Generating a strong secret:
import secrets
# Minimum 256 bits for HS256
jwt_secret = secrets.token_hex(32) # 64 hex chars = 256 bits
# Or generate with openssl
openssl rand -hex 32
Better: switch to RS256 (asymmetric)
With RSA, the private key signs tokens (held only by your auth server) and the public key verifies them (can be shared with any service). Stealing the public key gains nothing.
# Signing (auth server only)
from cryptography.hazmat.primitives import serialization
private_key = open('private_key.pem').read()
token = jwt.encode(payload, private_key, algorithm='RS256')
# Verifying (any service with the public key)
public_key = open('public_key.pem').read()
decoded = jwt.decode(token, public_key, algorithms=['RS256'])
Attack 3: Algorithm Confusion (RS256 → HS256)
This subtle attack targets applications that support both RSA and HMAC algorithms. The attacker takes the server’s public key (which is public!) and uses it as the HMAC secret, then sets alg: HS256 in their crafted token.
# Attack: sign a token with the PUBLIC key as HMAC secret
attacker_token = jwt.encode(
{"sub": "admin", "role": "superadmin"},
public_key_bytes, # The server's public key -- publicly available!
algorithm="HS256"
)
If the server says “this token says HS256, let me verify with my known key” and uses the public key as the HMAC secret, verification passes.
The fix: Pin the algorithm in your verification code. Never allow the token to choose between RS256 and HS256 dynamically.
// Node.js -- pin to RS256 only
const EXPECTED_ALG = 'RS256';
function verifyToken(token, publicKey) {
return jwt.verify(token, publicKey, {
algorithms: [EXPECTED_ALG],
issuer: 'https://auth.myapp.com',
audience: 'myapp-api'
});
}
Attack 4: JWKS Endpoint Spoofing
Some libraries fetch the signing key from a jku (JWK Set URL) or x5u field in the JWT header.
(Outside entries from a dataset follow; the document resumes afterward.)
//! Runtime configuration loaded from the process environment.

use crate::project::adapters::postgres::ProjectPgPool;
use diesel::pg::PgConnection;
use diesel::r2d2::{ConnectionManager, Pool};
use std::fmt;
use thiserror::Error;

/// Environment variable holding the `PostgreSQL` connection URL.
pub const DATABASE_URL_ENV: &str = "EXAMINER_DATABASE_URL";
/// Environment variable holding the maximum pool size.
pub const POOL_SIZE_ENV: &str = "EXAMINER_DB_POOL_SIZE";
/// Environment variable holding the tracing filter directive.
pub const LOG_FILTER_ENV: &str = "EXAMINER_LOG";
/// Environment variable selecting `plain` or `json` log output.
pub const LOG_FORMAT_ENV: &str = "EXAMINER_LOG_FORMAT";

const DEFAULT_POOL_MAX_SIZE: u32 = 8;
const DEFAULT_LOG_FILTER: &str = "info";

/// Errors raised while loading configuration or building resources from it.
#[derive(Debug, Error)]
pub enum ConfigError {
    /// A required variable is unset or blank.
    #[error("required environment variable {0} is not set")]
    Missing(&'static str),

    /// A variable holds a value that cannot be parsed.
    #[error("invalid value '{value}' for {name}: {reason}")]
    Invalid {
        /// Variable name.
        name: &'static str,
        /// Raw value found.
        value: String,
        /// Why the value was rejected.
        reason: String,
    },

    /// The connection pool could not be created.
    #[error("failed to build database pool: {0}")]
    Pool(#[from] diesel::r2d2::PoolError),
}

/// Output format for log records.
#[derive(Debug, Clone, Copy, PartialEq, Eq, Default)]
pub enum LogFormat {
    /// Human-readable single-line records.
    #[default]
    Plain,
    /// Newline-delimited JSON records.
    Json,
}

impl TryFrom<&str> for LogFormat {
    type Error = String;

    fn try_from(value: &str) -> Result<Self, Self::Error> {
        match value.trim().to_ascii_lowercase().as_str() {
            "plain" | "text" => Ok(Self::Plain),
            "json" => Ok(Self::Json),
            other => Err(format!("unsupported log format '{other}'")),
        }
    }
}

/// Examiner runtime configuration.
#[derive(Clone, PartialEq, Eq)]
pub struct ExaminerConfig {
    database_url: String,
    pool_max_size: u32,
    log_filter: String,
    log_format: LogFormat,
}

impl fmt::Debug for ExaminerConfig {
    fn fmt(&self, f: &mut fmt::Formatter<'_>) -> fmt::Result {
        f.debug_struct("ExaminerConfig")
            .field("database_url", &"***")
            .field("pool_max_size", &self.pool_max_size)
            .field("log_filter", &self.log_filter)
            .field("log_format", &self.log_format)
            .finish()
    }
}

impl ExaminerConfig {
    /// Creates a configuration with default pool and logging settings.
    #[must_use]
    pub fn new(database_url: impl Into<String>) -> Self {
        Self {
            database_url: database_url.into(),
            pool_max_size: DEFAULT_POOL_MAX_SIZE,
            log_filter: DEFAULT_LOG_FILTER.to_owned(),
            log_format: LogFormat::default(),
        }
    }

    /// Loads configuration from the process environment.
    ///
    /// # Errors
    ///
    /// Returns [`ConfigError`] when the database URL is missing or a
    /// variable cannot be parsed.
    pub fn from_env() -> Result<Self, ConfigError> {
        Self::from_lookup(|name| std::env::var(name).ok())
    }

    /// Loads configuration through `lookup`, which maps a variable name to
    /// its value.
    ///
    /// Blank values are treated as unset.
    ///
    /// # Errors
    ///
    /// Returns [`ConfigError`] when the database URL is missing or a
    /// variable cannot be parsed.
    pub fn from_lookup<F>(lookup: F) -> Result<Self, ConfigError>
    where
        F: Fn(&str) -> Option<String>,
    {
        let read = |name: &str| lookup(name).filter(|value| !value.trim().is_empty());

        let database_url = read(DATABASE_URL_ENV).ok_or(ConfigError::Missing(DATABASE_URL_ENV))?;
        let mut config = Self::new(database_url);

        if let Some(raw) = read(POOL_SIZE_ENV) {
            config.pool_max_size = parse_pool_size(&raw)?;
        }
        if let Some(filter) = read(LOG_FILTER_ENV) {
            config.log_filter = filter;
        }
        if let Some(raw) = read(LOG_FORMAT_ENV) {
            config.log_format =
                LogFormat::try_from(raw.as_str()).map_err(|reason| ConfigError::Invalid {
                    name: LOG_FORMAT_ENV,
                    value: raw.clone(),
                    reason,
                })?;
        }
        Ok(config)
    }

    /// Overrides the maximum pool size.
    ///
    /// A size of zero is rejected by [`Self::build_pool`].
    #[must_use]
    pub const fn with_pool_max_size(mut self, pool_max_size: u32) -> Self {
        self.pool_max_size = pool_max_size;
        self
    }

    /// Overrides the tracing filter directive.
    #[must_use]
    pub fn with_log_filter(mut self, log_filter: impl Into<String>) -> Self {
        self.log_filter = log_filter.into();
        self
    }

    /// Overrides the log output format.
    #[must_use]
    pub const fn with_log_format(mut self, log_format: LogFormat) -> Self {
        self.log_format = log_format;
        self
    }

    /// Returns the `PostgreSQL` connection URL.
    #[must_use]
    pub fn database_url(&self) -> &str {
        &self.database_url
    }

    /// Returns the maximum number of pooled connections.
    #[must_use]
    pub const fn pool_max_size(&self) -> u32 {
        self.pool_max_size
    }

    /// Returns the tracing filter directive.
    #[must_use]
    pub fn log_filter(&self) -> &str {
        &self.log_filter
    }

    /// Returns the log output format.
    #[must_use]
    pub const fn log_format(&self) -> LogFormat {
        self.log_format
    }

    /// Builds the connection pool shared by the `PostgreSQL` adapters.
    ///
    /// # Errors
    ///
    /// Returns [`ConfigError::Invalid`] when the pool size is zero, or
    /// [`ConfigError::Pool`] when no initial connection can be established.
    pub fn build_pool(&self) -> Result<ProjectPgPool, ConfigError> {
        ensure_pool_size(self.pool_max_size, &self.pool_max_size.to_string())?;
        let manager = ConnectionManager::<PgConnection>::new(self.database_url.as_str());
        Ok(Pool::builder()
            .max_size(self.pool_max_size)
            .build(manager)?)
    }
}

fn parse_pool_size(raw: &str) -> Result<u32, ConfigError> {
    let size = raw
        .trim()
        .parse::<u32>()
        .map_err(|err| invalid_pool_size(raw, err.to_string()))?;
    ensure_pool_size(size, raw)?;
    Ok(size)
}

/// r2d2 panics on a zero-sized pool.
fn ensure_pool_size(size: u32, raw: &str) -> Result<(), ConfigError> {
    if size == 0 {
        return Err(invalid_pool_size(raw, "pool size must be at least 1".to_owned()));
    }
    Ok(())
}

fn invalid_pool_size(raw: &str, reason: String) -> ConfigError {
    ConfigError::Invalid {
        name: POOL_SIZE_ENV,
        value: raw.to_owned(),
        reason,
    }
}

#[cfg(test)]
mod tests {
    use super::*;
    use rstest::rstest;
    use std::collections::HashMap;

    fn lookup_from(pairs: &[(&str, &str)]) -> impl Fn(&str) -> Option<String> {
        let values: HashMap<String, String> = pairs
            .iter()
            .map(|(key, value)| ((*key).to_owned(), (*value).to_owned()))
            .collect();
        move |name: &str| values.get(name).cloned()
    }

    #[rstest]
    fn defaults_apply_when_only_database_url_is_set() {
        let config = ExaminerConfig::from_lookup(lookup_from(&[(
            DATABASE_URL_ENV,
            "postgres://localhost/examiner",
        )]))
        .expect("config should load");

        assert_eq!(config.database_url(), "postgres://localhost/examiner");
        assert_eq!(config.pool_max_size(), 8);
        assert_eq!(config.log_filter(), "info");
        assert_eq!(config.log_format(), LogFormat::Plain);
    }

    #[rstest]
    fn overrides_are_read_from_lookup() {
        let config = ExaminerConfig::from_lookup(lookup_from(&[
            (DATABASE_URL_ENV, "postgres://db/examiner"),
            (POOL_SIZE_ENV, " 16 "),
            (LOG_FILTER_ENV, "examiner=debug"),
            (LOG_FORMAT_ENV, "JSON"),
        ]))
        .expect("config should load");

        assert_eq!(config.pool_max_size(), 16);
        assert_eq!(config.log_filter(), "examiner=debug");
        assert_eq!(config.log_format(), LogFormat::Json);
    }

    #[rstest]
    #[case(&[])]
    #[case(&[(DATABASE_URL_ENV, "   ")])]
    fn missing_database_url_is_rejected(#[case] pairs: &[(&str, &str)]) {
        let result = ExaminerConfig::from_lookup(lookup_from(pairs));

        assert!(matches!(result, Err(ConfigError::Missing(DATABASE_URL_ENV))));
    }

    #[rstest]
    #[case(POOL_SIZE_ENV, "zero")]
    #[case(POOL_SIZE_ENV, "0")]
    #[case(LOG_FORMAT_ENV, "xml")]
    fn malformed_values_are_rejected(#[case] name: &'static str, #[case] value: &str) {
        let result = ExaminerConfig::from_lookup(lookup_from(&[
            (DATABASE_URL_ENV, "postgres://db/examiner"),
            (name, value),
        ]));

        match result {
            Err(ConfigError::Invalid {
                name: rejected,
                value: raw,
                ..
            }) => {
                assert_eq!(rejected, name);
                assert_eq!(raw, value);
            }
            other => panic!("expected invalid value error, got {other:?}"),
        }
    }

    #[rstest]
    fn zero_pool_size_from_builder_is_rejected_before_connecting() {
        let config = ExaminerConfig::new("postgres://db/examiner").with_pool_max_size(0);

        let result = config.build_pool();

        match result {
            Err(ConfigError::Invalid { name, value, .. }) => {
                assert_eq!(name, POOL_SIZE_ENV);
                assert_eq!(value, "0");
            }
            Err(other) => panic!("expected invalid pool size, got {other:?}"),
            Ok(_) => panic!("expected invalid pool size, got a pool"),
        }
    }

    #[rstest]
    fn debug_output_hides_database_url() {
        let config = ExaminerConfig::new("postgres://admin:hunter2@db/examiner");

        let rendered = format!("{config:?}");

        assert!(!rendered.contains("hunter2"));
    }
}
An attacker can craft a token pointing to their own JWKS endpoint:
{
"alg": "RS256",
"typ": "JWT",
"jku": "https://attacker.com/evil-keys.json"
}
The server fetches the attacker’s public key, and since the token was signed with the corresponding private key, verification succeeds.
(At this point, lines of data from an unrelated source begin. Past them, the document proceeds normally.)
//! Racing admissions against the atomic admission write.
//!
//! The gated inspector holds both admissions until each has passed its
//! read-side checks, so only the store's conditional write can separate
//! the winner from the loser.

use super::helpers::gated_world;
use examiner::project::{
    domain::ExaminationStatus,
    services::{AdmissionErrorKind, AdmitProjectRequest},
};
use eyre::{OptionExt, ensure};
use rstest::rstest;

const HASH: &str = "feedface00feedface00feedface00feedface00";

#[rstest]
#[tokio::test(flavor = "multi_thread", worker_threads = 2)]
async fn same_user_racing_two_projects_admits_exactly_one() -> eyre::Result<()> {
    let world = gated_world(2);
    world.connect("alice")?;
    world
        .seed_project("alpha", "alice", 1, ExaminationStatus::Pending, HASH)
        .await?;
    world
        .seed_project("beta", "alice", 2, ExaminationStatus::Failed, HASH)
        .await?;

    let first = tokio::spawn({
        let service = world.service.clone();
        async move { service.admit(AdmitProjectRequest::new("alice", "alpha")).await }
    });
    let second = tokio::spawn({
        let service = world.service.clone();
        async move { service.admit(AdmitProjectRequest::new("alice", "beta")).await }
    });
    let outcomes = [first.await?, second.await?];

    let successes = outcomes.iter().filter(|outcome| outcome.is_ok()).count();
    ensure!(successes == 1, "expected one winner, got {outcomes:?}");
    let loser = outcomes
        .iter()
        .find_map(|outcome| outcome.as_ref().err())
        .ok_or_eyre("one admission should lose")?;
    ensure!(
        loser.kind() == AdmissionErrorKind::UserExaminationLimitReached,
        "unexpected loser outcome: {loser:?}"
    );
    ensure!(world.in_progress_count(&["alpha", "beta"]).await? == 1);
    ensure!(world.publisher.published()?.len() == 1);
    Ok(())
}

#[rstest]
#[tokio::test(flavor = "multi_thread", worker_threads = 2)]
async fn racing_the_same_project_admits_exactly_once() -> eyre::Result<()> {
    let world = gated_world(2);
    world.connect("alice")?;
    world
        .seed_project("alpha", "alice", 1, ExaminationStatus::Pending, HASH)
        .await?;

    let handles = [
        tokio::spawn({
            let service = world.service.clone();
            async move { service.admit(AdmitProjectRequest::new("alice", "alpha")).await }
        }),
        tokio::spawn({
            let service = world.service.clone();
            async move { service.admit(AdmitProjectRequest::new("alice", "alpha")).await }
        }),
    ];
    let mut kinds = Vec::new();
    for handle in handles {
        match handle.await? {
            Ok(_) => kinds.push(None),
            Err(err) => kinds.push(Some(err.kind())),
        }
    }

    ensure!(
        kinds.iter().filter(|kind| kind.is_none()).count() == 1,
        "expected one winner, got {kinds:?}"
    );
    ensure!(
        kinds.contains(&Some(AdmissionErrorKind::ProjectAlreadyUnderExamination)),
        "expected the loser to see the project in flight, got {kinds:?}"
    );
    ensure!(world.publisher.published()?.len() == 1);
    Ok(())
}
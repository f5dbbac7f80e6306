//! In-memory integration tests for admission outcomes.

use super::helpers::world;
use examiner::project::{
    domain::ExaminationStatus,
    services::{AdmissionErrorKind, AdmitProjectRequest},
};
use eyre::{OptionExt, ensure};
use rstest::rstest;

const FIRST: &str = "c0ffee1c0ffee1c0ffee1c0ffee1c0ffee1c0ffe";

#[rstest]
#[tokio::test(flavor = "multi_thread")]
async fn admitted_project_blocks_the_owners_other_projects() -> eyre::Result<()> {
    let world = world();
    world.connect("alice")?;
    world
        .seed_project("alpha", "alice", 1, ExaminationStatus::Pending, FIRST)
        .await?;
    world
        .seed_project("beta", "alice", 2, ExaminationStatus::Pending, FIRST)
        .await?;

    world
        .service
        .admit(AdmitProjectRequest::new("alice", "alpha"))
        .await?;
    let second = world
        .service
        .admit(AdmitProjectRequest::new("alice", "beta"))
        .await;

    ensure!(
        second
            .as_ref()
            .is_err_and(|err| err.kind() == AdmissionErrorKind::UserExaminationLimitReached),
        "expected user limit, got {second:?}"
    );
    ensure!(world.in_progress_count(&["alpha", "beta"]).await? == 1);
    ensure!(world.publisher.published()?.len() == 1);
    Ok(())
}

#[rstest]
#[tokio::test(flavor = "multi_thread")]
async fn different_owners_are_admitted_independently() -> eyre::Result<()> {
    let world = world();
    world.connect("alice")?;
    world.connect("bob")?;
    world
        .seed_project("alpha", "alice", 1, ExaminationStatus::Pending, FIRST)
        .await?;
    world
        .seed_project("gamma", "bob", 3, ExaminationStatus::Failed, FIRST)
        .await?;

    world
        .service
        .admit(AdmitProjectRequest::new("alice", "alpha"))
        .await?;
    world
        .service
        .admit(AdmitProjectRequest::new("bob", "gamma"))
        .await?;

    ensure!(world.in_progress_count(&["alpha", "gamma"]).await? == 2);
    Ok(())
}

#[rstest]
#[tokio::test(flavor = "multi_thread")]
async fn published_payload_uses_the_wire_contract() -> eyre::Result<()> {
    let world = world();
    world.connect("alice")?;
    world
        .seed_project("alpha", "alice", 1, ExaminationStatus::Pending, FIRST)
        .await?;

    world
        .service
        .admit(AdmitProjectRequest::new("alice", "alpha"))
        .await?;

    let payloads = world.publisher.payloads()?;
    let payload = payloads.first().ok_or_eyre("payload should be recorded")?;
    let decoded: serde_json::Value = serde_json::from_str(payload)?;
    ensure!(decoded["projectId"] == "alpha");
    ensure!(decoded["previousStatus"] == "PENDING");
    ensure!(decoded["newStatus"] == "IN_PROGRESS");
    ensure!(decoded["repoFullName"] == "alice/repo-1");
    ensure!(decoded["repoCommitHash"] == FIRST);
    ensure!(world.stored_hash("alpha").await?.is_some_and(|hash| hash.as_str() == FIRST));
    Ok(())
}

#[rstest]
#[tokio::test(flavor = "multi_thread")]
async fn rejected_admissions_leave_commit_hash_untouched() -> eyre::Result<()> {
    let world = world();
    world
        .seed_project("alpha", "alice", 1, ExaminationStatus::Pending, FIRST)
        .await?;

    let result = world
        .service
        .admit(AdmitProjectRequest::new("alice", "alpha"))
        .await;

    ensure!(
        result
            .as_ref()
            .is_err_and(|err| err.kind() == AdmissionErrorKind::GitConnectionNotFound),
        "expected missing connection, got {result:?}"
    );
    ensure!(world.stored_hash("alpha").await?.is_none());
    ensure!(world.publisher.published()?.is_empty());
    Ok(())
}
The fix: Never use header-specified key URLs. Either hardcode the JWKS URL or maintain a strict allowlist.
# python-jose with explicit JWKS handling
from jose import jwt, jwk
import requests
JWKS_URL = "https://your-auth-server.com/.well-known/jwks.json" # Hardcoded
def verify_token(token):
# Fetch keys from trusted URL only -- ignore jku in token
jwks = requests.get(JWKS_URL).json()
header = jwt.get_unverified_header(token)
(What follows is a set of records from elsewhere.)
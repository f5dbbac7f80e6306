//! Unit tests for the project module.
//!
//! Tests are organised by concern: value objects and the aggregate, the
//! status transition table, the admission event wire format, the in-memory
//! store's write guards, and the admission service against in-memory and
//! mocked collaborators.
//! Lookup port for users' stored git provider credentials.

use crate::project::domain::{GitConnection, UserId};
use async_trait::async_trait;
use std::sync::Arc;
use thiserror::Error;

/// Result type for git connection lookups.
pub type GitConnectionResult<T> = Result<T, GitConnectionLookupError>;

/// Read-only access to git connections.
#[async_trait]
pub trait GitConnectionLookup: Send + Sync {
    /// Finds the git connection owned by `user_id`.
    ///
    /// Returns `None` when the user has not connected a provider.
    async fn find_by_user_id(&self, user_id: &UserId)
    -> GitConnectionResult<Option<GitConnection>>;
}

/// Errors returned by git connection lookups.
#[derive(Debug, Clone, Error)]
pub enum GitConnectionLookupError {
    /// Persistence-layer failure.
    #[error("persistence error: {0}")]
    Persistence(Arc<dyn std::error::Error + Send + Sync>),
}

impl GitConnectionLookupError {
    /// Wraps a persistence error.
    pub fn persistence(err: impl std::error::Error + Send + Sync + 'static) -> Self {
        Self::Persistence(Arc::new(err))
    }
}
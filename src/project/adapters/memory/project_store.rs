//! In-memory project store for tests and deterministic local runs.

use async_trait::async_trait;
use chrono::{DateTime, Utc};
use mockable::{Clock, DefaultClock};
use std::collections::HashMap;
use std::fmt;
use std::sync::{Arc, RwLock, RwLockReadGuard, RwLockWriteGuard};

use crate::project::{
    domain::{
        CommitHash, ExaminationStatus, PersistedProjectData, Project, ProjectDomainError,
        ProjectId, UserId,
    },
    ports::{ProjectStore, ProjectStoreError, ProjectStoreResult},
};

/// Thread-safe in-memory project store.
///
/// Conditional writes are evaluated and applied under a single write lock,
/// so [`ProjectStore::begin_examination`] and
/// [`ProjectStore::set_examination_status`] are atomic with respect to
/// every other operation on the same store. Timestamps come from the
/// store's clock.
pub struct InMemoryProjectStore<C = DefaultClock> {
    state: Arc<RwLock<InMemoryProjectState>>,
    clock: Arc<C>,
}

#[derive(Debug, Default)]
struct InMemoryProjectState {
    projects: HashMap<ProjectId, Project>,
}

impl InMemoryProjectStore {
    /// Creates an empty in-memory store stamped by the system clock.
    #[must_use]
    pub fn new() -> Self {
        Self::with_clock(Arc::new(DefaultClock))
    }
}

impl Default for InMemoryProjectStore {
    fn default() -> Self {
        Self::new()
    }
}

impl<C> InMemoryProjectStore<C>
where
    C: Clock + Send + Sync,
{
    /// Creates an empty in-memory store stamped by `clock`.
    #[must_use]
    pub fn with_clock(clock: Arc<C>) -> Self {
        Self {
            state: Arc::new(RwLock::new(InMemoryProjectState::default())),
            clock,
        }
    }

    fn read(&self) -> ProjectStoreResult<RwLockReadGuard<'_, InMemoryProjectState>> {
        self.state
            .read()
            .map_err(|err| ProjectStoreError::persistence(std::io::Error::other(err.to_string())))
    }

    fn write(&self) -> ProjectStoreResult<RwLockWriteGuard<'_, InMemoryProjectState>> {
        self.state
            .write()
            .map_err(|err| ProjectStoreError::persistence(std::io::Error::other(err.to_string())))
    }
}

impl<C> Clone for InMemoryProjectStore<C> {
    fn clone(&self) -> Self {
        Self {
            state: Arc::clone(&self.state),
            clock: Arc::clone(&self.clock),
        }
    }
}

impl<C> fmt::Debug for InMemoryProjectStore<C> {
    fn fmt(&self, f: &mut fmt::Formatter<'_>) -> fmt::Result {
        f.debug_struct("InMemoryProjectStore")
            .field("state", &self.state)
            .finish_non_exhaustive()
    }
}

impl InMemoryProjectState {
    fn get(&self, id: &ProjectId) -> ProjectStoreResult<&Project> {
        self.projects
            .get(id)
            .ok_or_else(|| ProjectStoreError::NotFound(id.clone()))
    }

    fn has_sibling_in_progress(&self, user_id: &UserId, excluding: &ProjectId) -> bool {
        self.projects.values().any(|project| {
            project.id() != excluding
                && project.is_owned_by(user_id)
                && project.examination_status().is_in_progress()
        })
    }

    fn ensure_owner_is_idle(&self, project: &Project) -> ProjectStoreResult<()> {
        if self.has_sibling_in_progress(project.user_id(), project.id()) {
            return Err(ProjectStoreError::UserExaminationInProgress(
                project.user_id().clone(),
            ));
        }
        Ok(())
    }

    /// Rebuilds a stored project with `update` applied to its persisted form.
    fn rewrite(
        &mut self,
        id: &ProjectId,
        updated_at: DateTime<Utc>,
        update: impl FnOnce(&mut PersistedProjectData),
    ) -> ProjectStoreResult<Project> {
        let mut data = self.get(id)?.to_persisted();
        update(&mut data);
        data.updated_at = updated_at;
        let project = Project::from_persisted(data);
        self.projects.insert(id.clone(), project.clone());
        Ok(project)
    }
}

#[async_trait]
impl<C> ProjectStore for InMemoryProjectStore<C>
where
    C: Clock + Send + Sync,
{
    async fn store(&self, project: &Project) -> ProjectStoreResult<()> {
        let mut state = self.write()?;
        if state.projects.contains_key(project.id()) {
            return Err(ProjectStoreError::DuplicateProject(project.id().clone()));
        }
        state.projects.insert(project.id().clone(), project.clone());
        Ok(())
    }

    async fn find_by_id(&self, id: &ProjectId) -> ProjectStoreResult<Option<Project>> {
        let state = self.read()?;
        Ok(state.projects.get(id).cloned())
    }

    async fn is_user_examination_in_progress(&self, user_id: &UserId) -> ProjectStoreResult<bool> {
        let state = self.read()?;
        Ok(state.projects.values().any(|project| {
            project.is_owned_by(user_id) && project.examination_status().is_in_progress()
        }))
    }

    async fn get_last_commit_hash(
        &self,
        id: &ProjectId,
    ) -> ProjectStoreResult<Option<CommitHash>> {
        let state = self.read()?;
        Ok(state.get(id)?.commit_hash().cloned())
    }

    async fn set_commit_hash(&self, id: &ProjectId, hash: &CommitHash) -> ProjectStoreResult<()> {
        let mut state = self.write()?;
        state.rewrite(id, self.clock.utc(), |data| {
            data.commit_hash = Some(hash.clone());
        })?;
        Ok(())
    }

    async fn set_examination_status(
        &self,
        id: &ProjectId,
        status: ExaminationStatus,
    ) -> ProjectStoreResult<Project> {
        let mut state = self.write()?;
        let mut project = state.get(id)?.clone();
        project
            .transition_to(status, &*self.clock)
            .map_err(|err| match err {
                ProjectDomainError::InvalidStatusTransition {
                    project_id,
                    from,
                    to,
                } => ProjectStoreError::InvalidTransition {
                    project_id,
                    from,
                    to,
                },
                other => ProjectStoreError::persistence(other),
            })?;
        if status.is_in_progress() {
            state.ensure_owner_is_idle(&project)?;
        }
        state.projects.insert(id.clone(), project.clone());
        Ok(project)
    }

    async fn begin_examination(
        &self,
        project: &Project,
        expected: ExaminationStatus,
    ) -> ProjectStoreResult<Project> {
        let mut state = self.write()?;
        let actual = state.get(project.id())?.examination_status();
        if actual != expected {
            return Err(ProjectStoreError::StatusConflict {
                project_id: project.id().clone(),
                expected,
                actual,
            });
        }
        state.ensure_owner_is_idle(project)?;
        state.projects.insert(project.id().clone(), project.clone());
        Ok(project.clone())
    }
}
# Find matching key by kid
key = next(k for k in jwks['keys'] if k['kid'] == header['kid'])
return jwt.decode(
token,
jwk.construct(key),
algorithms=['RS256'],
audience='myapp-api'
)
Proper Validation Checklist
Every JWT verification should check:
decoded = jwt.decode(
token,
public_key,
algorithms=["RS256"], # Pin the algorithm
issuer="https://auth.myapp.com", # Verify iss claim
audience="myapp-api", # Verify aud claim
options={
"verify_exp": True, # Reject expired tokens
"verify_nbf": True, # Reject not-yet-valid tokens
"verify_iat": True, # Verify issued-at
}
)
// Node.js complete verification
const options = {
algorithms: ['RS256'],
issuer: 'https://auth.myapp.com',
audience: 'myapp-api',
clockTolerance: 30, // 30 second tolerance for clock skew
};
try {
const decoded = jwt.verify(token, publicKey, options);
// decoded.sub is the verified user ID
} catch (err) {
if (err.name === 'TokenExpiredError') {
// Prompt re-authentication
} else {
// Treat as invalid -- log the error
}
}
What to Fix First
Pin the algorithm in your verification code — never read it from the token header. That single change closes the alg:none attack and the RS256→HS256 confusion attack at once.
Beyond that: switch to RS256 or ES256 if you’re still on symmetric HMAC, disable jku/x5u header processing in your library config, and make sure iss, aud, and exp are validated on every request. Algorithm confusion bugs are library-level vulnerabilities, so keep PyJWT, python-jose, and jsonwebtoken updated.